Step by Step Instructions For Bear crawl shoulder tap

  1. Assume the starting position by bending down so that your hands are on the ground and your feet are hip-distance apart. Ensure that your shoulders are stacked over your wrists, your knees are bent to 90 degrees, your back is flat, and your abs are engaged. This will be your starting position.
  2. Quickly bring one hand up to tap your opposite-side shoulder, then place that hand back on the floor before repeating the motion on the opposite side. As you tap your shoulder, your body will slightly shift from one side to the other to maintain balance. Try to avoid rocking your hips from side to side.
  3. Continue this tapping motion for the recommended number of repetitions.

Warm Up Tips

  1. Start in a bear crawl position with your hands on the ground and your feet hip-distance apart.
  2. Keep your shoulders stacked over your wrists, your knees bent to 90 degrees, your back flat, and your abs engaged.
  3. Quickly bring one hand up to tap the opposite-side shoulder, then place that hand back on the floor.
  4. Repeat the shoulder taps, alternating sides and maintaining balance by shifting your body slightly from side to side.
  5. Continue for the recommended number of repetitions.

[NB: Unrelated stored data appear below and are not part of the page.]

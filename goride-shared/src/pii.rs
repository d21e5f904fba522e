use serde::{Deserialize, Serialize, Serializer};
use std::fmt;

/// Wrapper for passenger contact data that masks the value in Debug and
/// Display output, so dumping a session or ticket into a log macro like
/// tracing::info!("{:?}", session) cannot leak an email or phone number.
#[derive(Clone, PartialEq, Eq, Deserialize)]
pub struct Masked<T>(T);

impl<T> Masked<T> {
    pub fn new(value: T) -> Self {
        Self(value)
    }

    /// Deliberate read of the wrapped value (ticket rendering, validation).
    pub fn expose(&self) -> &T {
        &self.0
    }

    pub fn into_inner(self) -> T {
        self.0
    }
}

impl<T> fmt::Debug for Masked<T> {
    fn fmt(&self, f: &mut fmt::Formatter<'_>) -> fmt::Result {
        write!(f, "********")
    }
}

impl<T> fmt::Display for Masked<T> {
    fn fmt(&self, f: &mut fmt::Formatter<'_>) -> fmt::Result {
        write!(f, "********")
    }
}

impl<T: Serialize> Serialize for Masked<T> {
    fn serialize<S>(&self, serializer: S) -> Result<S::Ok, S::Error>
    where
        S: Serializer,
    {
        // Masking applies to log output only; serialized tickets keep the
        // real value.
        self.0.serialize(serializer)
    }
}

impl<T> From<T> for Masked<T> {
    fn from(value: T) -> Self {
        Self(value)
    }
}
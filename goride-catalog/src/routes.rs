use goride_shared::TripDuration;
use serde::Serialize;

/// Cities the network serves
pub fn cities() -> &'static [&'static str] {
    &CITIES
}

static CITIES: [&str; 18] = [
    "Mumbai",
    "Delhi",
    "Bangalore",
    "Hyderabad",
    "Chennai",
    "Kolkata",
    "Pune",
    "Ahmedabad",
    "Jaipur",
    "Lucknow",
    "Surat",
    "Nagpur",
    "Indore",
    "Bhopal",
    "Chandigarh",
    "Goa",
    "Kochi",
    "Vizag",
];

/// A promoted route card. Static marketing data, read-only.
#[derive(Debug, Clone, Serialize, PartialEq)]
pub struct PopularRoute {
    pub origin: &'static str,
    pub destination: &'static str,
    pub duration: TripDuration,
    pub base_price: i64,
    pub bus_count: u32,
    pub rating: f32,
}

pub fn popular_routes() -> &'static [PopularRoute] {
    &POPULAR_ROUTES
}

static POPULAR_ROUTES: [PopularRoute; 6] = [
    PopularRoute {
        origin: "Mumbai",
        destination: "Pune",
        duration: TripDuration::new(3, 30),
        base_price: 450,
        bus_count: 28,
        rating: 4.6,
    },
    PopularRoute {
        origin: "Delhi",
        destination: "Jaipur",
        duration: TripDuration::new(5, 15),
        base_price: 650,
        bus_count: 35,
        rating: 4.5,
    },
    PopularRoute {
        origin: "Bangalore",
        destination: "Chennai",
        duration: TripDuration::new(6, 0),
        base_price: 750,
        bus_count: 42,
        rating: 4.7,
    },
    PopularRoute {
        origin: "Hyderabad",
        destination: "Vizag",
        duration: TripDuration::new(8, 30),
        base_price: 950,
        bus_count: 18,
        rating: 4.4,
    },
    PopularRoute {
        origin: "Pune",
        destination: "Goa",
        duration: TripDuration::new(9, 0),
        base_price: 1100,
        bus_count: 22,
        rating: 4.8,
    },
    PopularRoute {
        origin: "Kolkata",
        destination: "Bhopal",
        duration: TripDuration::new(18, 0),
        base_price: 1800,
        bus_count: 8,
        rating: 4.3,
    },
];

Bear crawl shoulder tap Safety Tips

  1. Ensure proper form: Bend down so that your hands are on the ground and your feet hip-distance apart. Your shoulders should be stacked over your wrists, your knees bent to 90 degrees, your back flat, and abs engaged. This will help maintain proper alignment and reduce the risk of injury.
  2. Avoid rocking hips: While performing the shoulder taps, try to avoid rocking your hips from side to side. This can put unnecessary strain on your lower back and increase the risk of injury. Instead, focus on keeping your core engaged and maintaining a stable position.
  3. Start with low intensity: If you’re a beginner, start with a low-intensity version of the exercise. Gradually increase the intensity as you become more confident and comfortable with the movement. This will help prevent overexertion and reduce the risk of muscle strains or sprains.
  4. Use controlled movements: When tapping your opposite shoulder, ensure that you’re using controlled movements. Avoid jerking or swinging your arm, as this can strain your shoulder joint. Instead, focus on a smooth and controlled motion to engage your muscles effectively.
  5. Listen to your body: Pay attention to how your body feels during the exercise. If you experience any pain or discomfort, stop immediately and consult a healthcare professional. It’s important to listen to your body’s signals and avoid pushing yourself too far, especially if you’re a beginner.
  6. Stay hydrated:

Incorporating Into Other Workouts

One way to incorporate the bear crawl shoulder tap exercise into workouts is by including it in a bodyweight circuit or flow. Here is an example of how it can be incorporated: 1. Warm-up: Start with a dynamic warm-up to prepare your body for exercise. This can include movements such as jumping jacks, high knees, and arm circles. 2. Main Circuit: - Perform 10-15 repetitions of the bear crawl shoulder tap exercise. - Follow it with other bodyweight exercises such as squats, push-ups, lunges, and planks. Perform each exercise for a specific number of repetitions or for a set amount of time. - Repeat the circuit for 2-3 rounds, resting for 30-60 seconds between rounds. 3. Cool-down: Finish the workout with a cool-down routine that includes static stretches for the muscles worked during the circuit. This can help improve flexibility and reduce muscle soreness. By incorporating the bear crawl shoulder tap exercise into a bodyweight circuit, you can reap the benefits of both cardiovascular and muscular challenge. This exercise will engage multiple muscle groups, including the shoulders, chest, core, legs, arms, and back, providing a full-body workout. It can be adjusted to suit different fitness levels, making it suitable for both beginners and experienced athletes.